### Action item
Every line in the data below that holds "enum" should be found and copied.

### Entries supplied

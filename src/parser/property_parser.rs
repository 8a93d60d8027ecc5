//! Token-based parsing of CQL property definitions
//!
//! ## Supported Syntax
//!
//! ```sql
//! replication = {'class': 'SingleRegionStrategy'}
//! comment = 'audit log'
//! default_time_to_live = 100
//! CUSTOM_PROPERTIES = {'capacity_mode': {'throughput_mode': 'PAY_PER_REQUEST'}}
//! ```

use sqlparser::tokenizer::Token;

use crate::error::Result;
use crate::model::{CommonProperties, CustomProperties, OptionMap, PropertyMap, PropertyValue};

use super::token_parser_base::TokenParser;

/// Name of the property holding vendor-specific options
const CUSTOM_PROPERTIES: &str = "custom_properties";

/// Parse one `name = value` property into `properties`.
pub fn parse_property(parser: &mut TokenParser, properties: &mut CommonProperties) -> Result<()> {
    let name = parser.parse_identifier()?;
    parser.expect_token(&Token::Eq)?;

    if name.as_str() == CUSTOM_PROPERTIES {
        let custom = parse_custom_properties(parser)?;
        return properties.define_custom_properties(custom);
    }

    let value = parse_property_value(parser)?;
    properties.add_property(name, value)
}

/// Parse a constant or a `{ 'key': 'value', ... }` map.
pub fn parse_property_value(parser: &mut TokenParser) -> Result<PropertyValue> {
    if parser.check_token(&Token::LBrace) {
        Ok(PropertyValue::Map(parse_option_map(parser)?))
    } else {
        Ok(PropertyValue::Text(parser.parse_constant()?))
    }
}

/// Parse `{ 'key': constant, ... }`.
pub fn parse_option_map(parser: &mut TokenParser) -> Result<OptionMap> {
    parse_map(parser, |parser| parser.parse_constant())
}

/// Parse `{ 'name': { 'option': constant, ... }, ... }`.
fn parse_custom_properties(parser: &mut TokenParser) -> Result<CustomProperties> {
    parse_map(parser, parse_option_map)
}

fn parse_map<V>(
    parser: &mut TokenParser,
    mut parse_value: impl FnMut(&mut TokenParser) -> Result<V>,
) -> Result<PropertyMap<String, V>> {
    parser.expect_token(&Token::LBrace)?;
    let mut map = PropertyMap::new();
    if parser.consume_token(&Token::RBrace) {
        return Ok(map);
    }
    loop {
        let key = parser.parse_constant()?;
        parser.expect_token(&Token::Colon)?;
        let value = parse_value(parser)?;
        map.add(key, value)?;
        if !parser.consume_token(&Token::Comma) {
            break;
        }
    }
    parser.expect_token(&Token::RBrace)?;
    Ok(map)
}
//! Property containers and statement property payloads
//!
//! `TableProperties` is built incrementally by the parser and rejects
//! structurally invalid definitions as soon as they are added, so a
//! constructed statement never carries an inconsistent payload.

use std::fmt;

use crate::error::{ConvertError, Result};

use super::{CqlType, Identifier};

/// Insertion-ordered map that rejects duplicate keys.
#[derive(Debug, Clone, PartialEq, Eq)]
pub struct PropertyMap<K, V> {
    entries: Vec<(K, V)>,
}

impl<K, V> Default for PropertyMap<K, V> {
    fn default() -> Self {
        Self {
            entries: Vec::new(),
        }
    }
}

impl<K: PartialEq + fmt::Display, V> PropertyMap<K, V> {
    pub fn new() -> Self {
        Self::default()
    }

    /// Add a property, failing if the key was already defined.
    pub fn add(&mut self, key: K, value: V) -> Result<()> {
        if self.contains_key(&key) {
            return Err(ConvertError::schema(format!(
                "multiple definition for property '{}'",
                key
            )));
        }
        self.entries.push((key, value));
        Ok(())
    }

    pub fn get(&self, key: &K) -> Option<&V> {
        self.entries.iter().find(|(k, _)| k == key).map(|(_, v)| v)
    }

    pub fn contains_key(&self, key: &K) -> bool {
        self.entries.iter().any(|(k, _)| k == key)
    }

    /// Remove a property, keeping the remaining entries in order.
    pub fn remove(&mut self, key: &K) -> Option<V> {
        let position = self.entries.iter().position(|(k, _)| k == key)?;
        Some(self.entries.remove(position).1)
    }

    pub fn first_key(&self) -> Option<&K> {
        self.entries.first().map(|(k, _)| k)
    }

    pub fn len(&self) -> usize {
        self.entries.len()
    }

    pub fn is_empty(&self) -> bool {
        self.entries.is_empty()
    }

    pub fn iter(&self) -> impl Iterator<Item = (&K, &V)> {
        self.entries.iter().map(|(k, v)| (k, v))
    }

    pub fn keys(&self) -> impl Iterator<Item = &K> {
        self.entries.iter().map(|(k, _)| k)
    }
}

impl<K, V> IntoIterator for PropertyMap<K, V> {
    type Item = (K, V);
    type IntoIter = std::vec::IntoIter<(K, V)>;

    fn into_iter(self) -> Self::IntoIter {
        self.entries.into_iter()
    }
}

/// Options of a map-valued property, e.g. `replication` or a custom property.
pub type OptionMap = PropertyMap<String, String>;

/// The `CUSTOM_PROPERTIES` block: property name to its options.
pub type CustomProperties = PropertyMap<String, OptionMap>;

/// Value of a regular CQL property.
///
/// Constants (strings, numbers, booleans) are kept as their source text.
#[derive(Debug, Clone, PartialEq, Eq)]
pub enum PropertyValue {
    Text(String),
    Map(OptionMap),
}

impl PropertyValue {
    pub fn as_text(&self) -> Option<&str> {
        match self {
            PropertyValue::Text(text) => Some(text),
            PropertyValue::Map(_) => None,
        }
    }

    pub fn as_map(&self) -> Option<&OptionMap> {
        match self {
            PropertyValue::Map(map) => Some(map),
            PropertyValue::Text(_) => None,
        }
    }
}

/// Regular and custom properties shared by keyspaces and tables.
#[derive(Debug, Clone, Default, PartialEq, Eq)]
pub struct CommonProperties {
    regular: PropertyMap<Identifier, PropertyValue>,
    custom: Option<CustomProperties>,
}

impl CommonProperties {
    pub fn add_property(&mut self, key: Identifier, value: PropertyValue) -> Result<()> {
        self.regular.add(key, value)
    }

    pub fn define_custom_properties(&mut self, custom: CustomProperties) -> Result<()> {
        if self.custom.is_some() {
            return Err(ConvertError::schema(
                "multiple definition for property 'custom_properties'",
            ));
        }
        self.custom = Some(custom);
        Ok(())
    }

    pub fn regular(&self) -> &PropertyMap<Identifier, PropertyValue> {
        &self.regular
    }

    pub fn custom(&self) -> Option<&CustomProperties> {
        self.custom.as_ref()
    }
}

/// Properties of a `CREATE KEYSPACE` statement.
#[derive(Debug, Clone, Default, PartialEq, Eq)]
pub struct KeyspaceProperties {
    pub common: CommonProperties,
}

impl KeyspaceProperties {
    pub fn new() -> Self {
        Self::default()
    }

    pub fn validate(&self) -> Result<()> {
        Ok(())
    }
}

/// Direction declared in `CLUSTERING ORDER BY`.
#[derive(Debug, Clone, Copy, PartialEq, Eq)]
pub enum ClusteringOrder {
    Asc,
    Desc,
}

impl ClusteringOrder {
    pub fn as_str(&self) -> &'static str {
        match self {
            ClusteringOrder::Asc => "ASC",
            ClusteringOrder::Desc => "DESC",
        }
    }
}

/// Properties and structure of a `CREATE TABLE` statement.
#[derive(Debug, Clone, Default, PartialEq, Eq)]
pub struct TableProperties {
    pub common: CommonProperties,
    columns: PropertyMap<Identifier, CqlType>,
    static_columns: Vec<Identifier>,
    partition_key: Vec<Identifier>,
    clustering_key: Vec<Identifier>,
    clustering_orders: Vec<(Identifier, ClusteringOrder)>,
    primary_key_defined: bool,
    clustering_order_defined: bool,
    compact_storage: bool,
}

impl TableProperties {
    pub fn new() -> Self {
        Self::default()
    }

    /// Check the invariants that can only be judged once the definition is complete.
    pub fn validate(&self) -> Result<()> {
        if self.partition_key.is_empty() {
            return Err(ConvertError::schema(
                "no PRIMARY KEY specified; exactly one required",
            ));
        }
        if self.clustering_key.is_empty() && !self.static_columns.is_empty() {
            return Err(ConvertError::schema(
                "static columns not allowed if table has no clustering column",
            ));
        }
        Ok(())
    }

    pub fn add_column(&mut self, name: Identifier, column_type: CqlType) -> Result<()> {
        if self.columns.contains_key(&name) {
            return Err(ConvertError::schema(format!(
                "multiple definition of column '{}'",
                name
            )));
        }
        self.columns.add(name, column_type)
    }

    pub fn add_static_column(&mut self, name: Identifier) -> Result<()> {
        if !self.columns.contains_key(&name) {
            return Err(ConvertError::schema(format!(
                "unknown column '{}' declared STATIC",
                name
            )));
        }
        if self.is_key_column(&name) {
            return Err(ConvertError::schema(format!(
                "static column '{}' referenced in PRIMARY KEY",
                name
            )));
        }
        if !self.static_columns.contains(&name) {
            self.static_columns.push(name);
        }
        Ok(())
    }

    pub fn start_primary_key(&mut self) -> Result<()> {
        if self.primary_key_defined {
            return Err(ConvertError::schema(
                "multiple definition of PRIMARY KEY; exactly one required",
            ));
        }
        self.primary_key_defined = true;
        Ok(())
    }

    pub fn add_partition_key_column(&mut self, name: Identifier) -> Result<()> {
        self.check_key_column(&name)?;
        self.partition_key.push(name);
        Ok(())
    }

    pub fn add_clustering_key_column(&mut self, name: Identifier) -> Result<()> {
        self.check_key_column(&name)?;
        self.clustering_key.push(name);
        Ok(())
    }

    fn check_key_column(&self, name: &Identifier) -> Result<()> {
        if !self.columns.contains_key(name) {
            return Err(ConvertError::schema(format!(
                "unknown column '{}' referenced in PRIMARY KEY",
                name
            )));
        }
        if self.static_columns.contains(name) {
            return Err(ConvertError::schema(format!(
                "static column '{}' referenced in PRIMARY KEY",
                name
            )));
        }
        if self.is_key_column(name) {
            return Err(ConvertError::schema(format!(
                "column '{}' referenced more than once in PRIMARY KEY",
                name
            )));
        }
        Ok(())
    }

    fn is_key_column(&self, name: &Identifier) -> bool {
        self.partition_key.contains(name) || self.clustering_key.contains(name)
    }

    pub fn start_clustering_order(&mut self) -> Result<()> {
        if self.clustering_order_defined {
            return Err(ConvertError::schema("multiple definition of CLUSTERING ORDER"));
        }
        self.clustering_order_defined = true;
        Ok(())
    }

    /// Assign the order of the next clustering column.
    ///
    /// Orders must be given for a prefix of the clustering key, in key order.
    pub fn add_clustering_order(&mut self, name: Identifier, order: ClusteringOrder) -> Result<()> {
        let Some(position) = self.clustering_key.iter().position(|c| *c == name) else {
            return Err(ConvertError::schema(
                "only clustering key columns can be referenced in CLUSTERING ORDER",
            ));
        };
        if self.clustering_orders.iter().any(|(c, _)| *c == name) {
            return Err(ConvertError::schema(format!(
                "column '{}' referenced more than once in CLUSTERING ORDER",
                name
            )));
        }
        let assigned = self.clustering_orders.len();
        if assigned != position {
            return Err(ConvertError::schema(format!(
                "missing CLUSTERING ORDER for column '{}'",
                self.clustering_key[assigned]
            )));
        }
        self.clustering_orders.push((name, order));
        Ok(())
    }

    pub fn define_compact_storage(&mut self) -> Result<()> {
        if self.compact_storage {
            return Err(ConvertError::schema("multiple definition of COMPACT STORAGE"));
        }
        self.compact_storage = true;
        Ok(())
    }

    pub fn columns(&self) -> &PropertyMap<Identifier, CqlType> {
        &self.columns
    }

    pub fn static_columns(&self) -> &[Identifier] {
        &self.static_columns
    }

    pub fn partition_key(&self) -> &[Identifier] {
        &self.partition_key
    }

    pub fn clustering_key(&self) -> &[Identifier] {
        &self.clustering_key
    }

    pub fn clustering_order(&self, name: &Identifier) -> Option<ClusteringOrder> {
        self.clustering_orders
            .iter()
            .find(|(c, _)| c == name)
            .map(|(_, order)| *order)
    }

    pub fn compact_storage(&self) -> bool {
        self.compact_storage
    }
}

### Answer area
pub enum PropertyValue {
pub enum ClusteringOrder {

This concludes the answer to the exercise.